§ Records for this task:
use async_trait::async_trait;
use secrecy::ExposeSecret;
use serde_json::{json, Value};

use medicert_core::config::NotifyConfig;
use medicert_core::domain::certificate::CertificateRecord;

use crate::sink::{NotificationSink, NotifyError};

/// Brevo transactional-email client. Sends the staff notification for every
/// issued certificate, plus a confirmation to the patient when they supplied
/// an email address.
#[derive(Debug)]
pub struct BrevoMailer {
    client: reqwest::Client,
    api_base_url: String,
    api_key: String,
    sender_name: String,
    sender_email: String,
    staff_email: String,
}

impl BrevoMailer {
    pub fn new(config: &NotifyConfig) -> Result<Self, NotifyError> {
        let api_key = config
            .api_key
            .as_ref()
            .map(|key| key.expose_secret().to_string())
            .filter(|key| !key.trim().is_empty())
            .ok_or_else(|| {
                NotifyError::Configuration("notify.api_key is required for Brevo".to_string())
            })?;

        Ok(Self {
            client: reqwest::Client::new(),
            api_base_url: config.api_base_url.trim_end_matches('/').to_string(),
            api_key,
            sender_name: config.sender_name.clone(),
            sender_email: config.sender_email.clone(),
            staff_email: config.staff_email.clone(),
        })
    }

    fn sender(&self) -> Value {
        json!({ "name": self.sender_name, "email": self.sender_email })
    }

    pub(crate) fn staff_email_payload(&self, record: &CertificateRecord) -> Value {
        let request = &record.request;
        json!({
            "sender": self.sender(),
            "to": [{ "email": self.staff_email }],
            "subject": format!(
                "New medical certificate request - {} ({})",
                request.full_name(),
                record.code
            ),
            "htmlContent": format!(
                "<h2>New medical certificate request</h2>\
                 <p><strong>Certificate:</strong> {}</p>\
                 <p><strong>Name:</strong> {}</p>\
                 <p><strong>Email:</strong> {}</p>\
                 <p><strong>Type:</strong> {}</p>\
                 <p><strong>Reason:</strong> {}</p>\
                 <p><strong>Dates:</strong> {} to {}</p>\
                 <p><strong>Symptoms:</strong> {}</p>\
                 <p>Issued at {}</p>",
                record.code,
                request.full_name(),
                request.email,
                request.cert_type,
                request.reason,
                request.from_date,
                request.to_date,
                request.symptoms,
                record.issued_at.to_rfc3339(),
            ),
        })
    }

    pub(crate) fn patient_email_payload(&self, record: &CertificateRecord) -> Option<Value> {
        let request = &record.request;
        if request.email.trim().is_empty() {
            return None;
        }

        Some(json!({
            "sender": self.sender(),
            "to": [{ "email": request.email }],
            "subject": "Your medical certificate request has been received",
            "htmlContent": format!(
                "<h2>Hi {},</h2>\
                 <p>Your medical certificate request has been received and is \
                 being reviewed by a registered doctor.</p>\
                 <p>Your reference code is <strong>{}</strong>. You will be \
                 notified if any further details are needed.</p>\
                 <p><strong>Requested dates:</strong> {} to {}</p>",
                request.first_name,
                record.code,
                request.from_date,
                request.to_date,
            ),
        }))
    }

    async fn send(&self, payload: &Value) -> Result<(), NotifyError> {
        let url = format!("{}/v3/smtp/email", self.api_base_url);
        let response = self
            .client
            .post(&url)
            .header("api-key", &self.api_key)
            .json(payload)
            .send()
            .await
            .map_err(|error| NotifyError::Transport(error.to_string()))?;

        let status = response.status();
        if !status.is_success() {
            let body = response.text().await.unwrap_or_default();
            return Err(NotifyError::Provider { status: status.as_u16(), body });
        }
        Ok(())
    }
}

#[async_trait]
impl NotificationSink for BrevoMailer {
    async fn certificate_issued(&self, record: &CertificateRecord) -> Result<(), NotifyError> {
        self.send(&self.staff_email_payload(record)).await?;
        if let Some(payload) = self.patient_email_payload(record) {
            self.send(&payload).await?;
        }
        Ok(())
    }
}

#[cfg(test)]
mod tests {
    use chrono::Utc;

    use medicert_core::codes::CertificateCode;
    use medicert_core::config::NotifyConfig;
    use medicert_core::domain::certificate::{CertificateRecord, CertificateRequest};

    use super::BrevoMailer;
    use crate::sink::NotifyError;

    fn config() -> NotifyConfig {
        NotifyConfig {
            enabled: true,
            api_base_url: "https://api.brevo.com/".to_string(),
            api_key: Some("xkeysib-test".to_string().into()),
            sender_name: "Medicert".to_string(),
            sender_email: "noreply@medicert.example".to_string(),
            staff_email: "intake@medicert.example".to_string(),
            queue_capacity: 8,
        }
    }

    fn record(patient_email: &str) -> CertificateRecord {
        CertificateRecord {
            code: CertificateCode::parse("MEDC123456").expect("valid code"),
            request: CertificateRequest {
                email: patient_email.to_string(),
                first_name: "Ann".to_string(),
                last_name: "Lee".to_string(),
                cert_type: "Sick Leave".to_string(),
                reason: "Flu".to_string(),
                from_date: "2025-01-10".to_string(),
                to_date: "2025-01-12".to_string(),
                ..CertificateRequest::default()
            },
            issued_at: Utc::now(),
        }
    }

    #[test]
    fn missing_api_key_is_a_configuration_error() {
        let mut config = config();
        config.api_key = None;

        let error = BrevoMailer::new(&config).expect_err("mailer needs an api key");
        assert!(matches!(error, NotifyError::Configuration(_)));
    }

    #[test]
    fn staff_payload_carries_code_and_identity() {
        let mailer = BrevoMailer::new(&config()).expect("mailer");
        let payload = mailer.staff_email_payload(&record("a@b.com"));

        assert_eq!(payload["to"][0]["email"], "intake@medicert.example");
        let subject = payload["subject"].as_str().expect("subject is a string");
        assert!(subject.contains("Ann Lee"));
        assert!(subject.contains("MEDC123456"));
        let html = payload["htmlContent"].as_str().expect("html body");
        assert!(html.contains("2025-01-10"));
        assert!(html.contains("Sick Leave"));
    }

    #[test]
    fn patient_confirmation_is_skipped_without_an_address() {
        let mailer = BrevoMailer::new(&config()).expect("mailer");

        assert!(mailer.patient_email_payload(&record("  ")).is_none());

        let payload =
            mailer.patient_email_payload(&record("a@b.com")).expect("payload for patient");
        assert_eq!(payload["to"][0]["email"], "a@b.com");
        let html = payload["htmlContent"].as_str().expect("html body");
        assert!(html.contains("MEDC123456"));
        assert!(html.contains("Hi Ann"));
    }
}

§ Problem to solve: Every line of the material that holds the word "response" must be found and copied.

§ Task answer:
        let response = self
        let status = response.status();
            let body = response.text().await.unwrap_or_default();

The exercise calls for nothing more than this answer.